[Stored data entries]

>>

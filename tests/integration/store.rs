//! SQLite job store persistence

use harvest_engine::extract::{PageContent, PageMetadata};
use harvest_engine::jobs::{JobSpec, ScrapeJob};
use harvest_engine::scrape::ScrapeOptions;
use harvest_engine::storage::{Job, JobResult, JobStore, SqliteJobStore, StoreError};
use harvest_engine::JobStatus;
use tempfile::TempDir;

fn scrape_job(url: &str) -> Job {
    Job::new(
        "tester",
        JobSpec::Scrape(ScrapeJob {
            url: url.to_string(),
            options: ScrapeOptions::default(),
        }),
    )
}

fn content(title: &str) -> PageContent {
    PageContent {
        markdown: Some(format!("# {}", title)),
        metadata: PageMetadata {
            source_url: "https://example.com/".to_string(),
            status_code: 200,
            title: Some(title.to_string()),
            ..PageMetadata::default()
        },
        ..PageContent::default()
    }
}

#[tokio::test]
async fn test_job_survives_reopen() {
    let dir = TempDir::new().unwrap();
    let db_path = dir.path().join("jobs.db");

    let job = scrape_job("https://example.com/");
    {
        let store = SqliteJobStore::new(&db_path).unwrap();
        store.create_job(&job).await.unwrap();
        store.mark_running(job.id).await.unwrap();
        store
            .append_result(job.id, &JobResult::success("https://example.com/", content("Home")))
            .await
            .unwrap();
        store
            .append_result(job.id, &JobResult::failure("https://example.com/gone", "HTTP 404"))
            .await
            .unwrap();
        store.update_job_progress(job.id, 2, 2).await.unwrap();
        store
            .finalize_job(job.id, JobStatus::Completed, None)
            .await
            .unwrap();
    }

    let store = SqliteJobStore::new(&db_path).unwrap();
    let loaded = store.get_job(job.id).await.unwrap().unwrap();
    assert_eq!(loaded.id, job.id);
    assert_eq!(loaded.spec, job.spec);
    assert_eq!(loaded.user_id, "tester");
    assert_eq!(loaded.status, JobStatus::Completed);
    assert_eq!(loaded.completed_units, 2);
    assert_eq!(loaded.created_at, job.created_at);
    assert!(loaded.started_at.is_some());
    assert!(loaded.completed_at.is_some());

    let results = store.get_results(job.id).await.unwrap();
    assert_eq!(results.len(), 2);
    assert_eq!(results[0].content.as_ref().unwrap().metadata.title.as_deref(), Some("Home"));
    assert_eq!(results[1].error.as_deref(), Some("HTTP 404"));
}

#[tokio::test]
async fn test_terminal_jobs_reject_writes() {
    let dir = TempDir::new().unwrap();
    let store = SqliteJobStore::new(&dir.path().join("jobs.db")).unwrap();

    let job = scrape_job("https://example.com/");
    store.create_job(&job).await.unwrap();
    store.mark_running(job.id).await.unwrap();
    store
        .finalize_job(job.id, JobStatus::Failed, Some("boom"))
        .await
        .unwrap();

    assert!(matches!(
        store.mark_running(job.id).await,
        Err(StoreError::InvalidTransition { .. })
    ));
    assert!(matches!(
        store
            .append_result(job.id, &JobResult::failure("https://example.com/", "late"))
            .await,
        Err(StoreError::JobFinalized(_))
    ));
    assert!(store
        .finalize_job(job.id, JobStatus::Completed, None)
        .await
        .is_err());

    let loaded = store.get_job(job.id).await.unwrap().unwrap();
    assert_eq!(loaded.status, JobStatus::Failed);
    assert_eq!(loaded.error.as_deref(), Some("boom"));
}

#[tokio::test]
async fn test_unfinished_jobs_listed_after_restart() {
    let dir = TempDir::new().unwrap();
    let db_path = dir.path().join("jobs.db");

    let pending = scrape_job("https://example.com/pending");
    let running = scrape_job("https://example.com/running");
    let done = scrape_job("https://example.com/done");
    {
        let store = SqliteJobStore::new(&db_path).unwrap();
        for job in [&pending, &running, &done] {
            store.create_job(job).await.unwrap();
        }
        store.mark_running(running.id).await.unwrap();
        store
            .append_result(running.id, &JobResult::failure("https://example.com/running", "partial"))
            .await
            .unwrap();
        store.mark_running(done.id).await.unwrap();
        store
            .finalize_job(done.id, JobStatus::Completed, None)
            .await
            .unwrap();
    }

    let store = SqliteJobStore::new(&db_path).unwrap();
    let mut unfinished: Vec<_> = store
        .list_unfinished()
        .await
        .unwrap()
        .into_iter()
        .map(|job| job.id)
        .collect();
    unfinished.sort();
    let mut expected = vec![pending.id, running.id];
    expected.sort();
    assert_eq!(unfinished, expected);

    store.reset_results(running.id).await.unwrap();
    assert!(store.get_results(running.id).await.unwrap().is_empty());
    assert_eq!(
        store.get_job(running.id).await.unwrap().unwrap().status,
        JobStatus::Running
    );
}

#[tokio::test]
async fn test_missing_job() {
    let store = SqliteJobStore::new_in_memory().unwrap();
    let job = scrape_job("https://example.com/");

    assert!(store.get_job(job.id).await.unwrap().is_none());
    assert!(matches!(
        store.mark_running(job.id).await,
        Err(StoreError::JobNotFound(_))
    ));
}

<<

■ Your assignment
Reproduce every line above containing "ScrapeOptions".

■ Worked solution
use harvest_engine::scrape::ScrapeOptions;
            options: ScrapeOptions::default(),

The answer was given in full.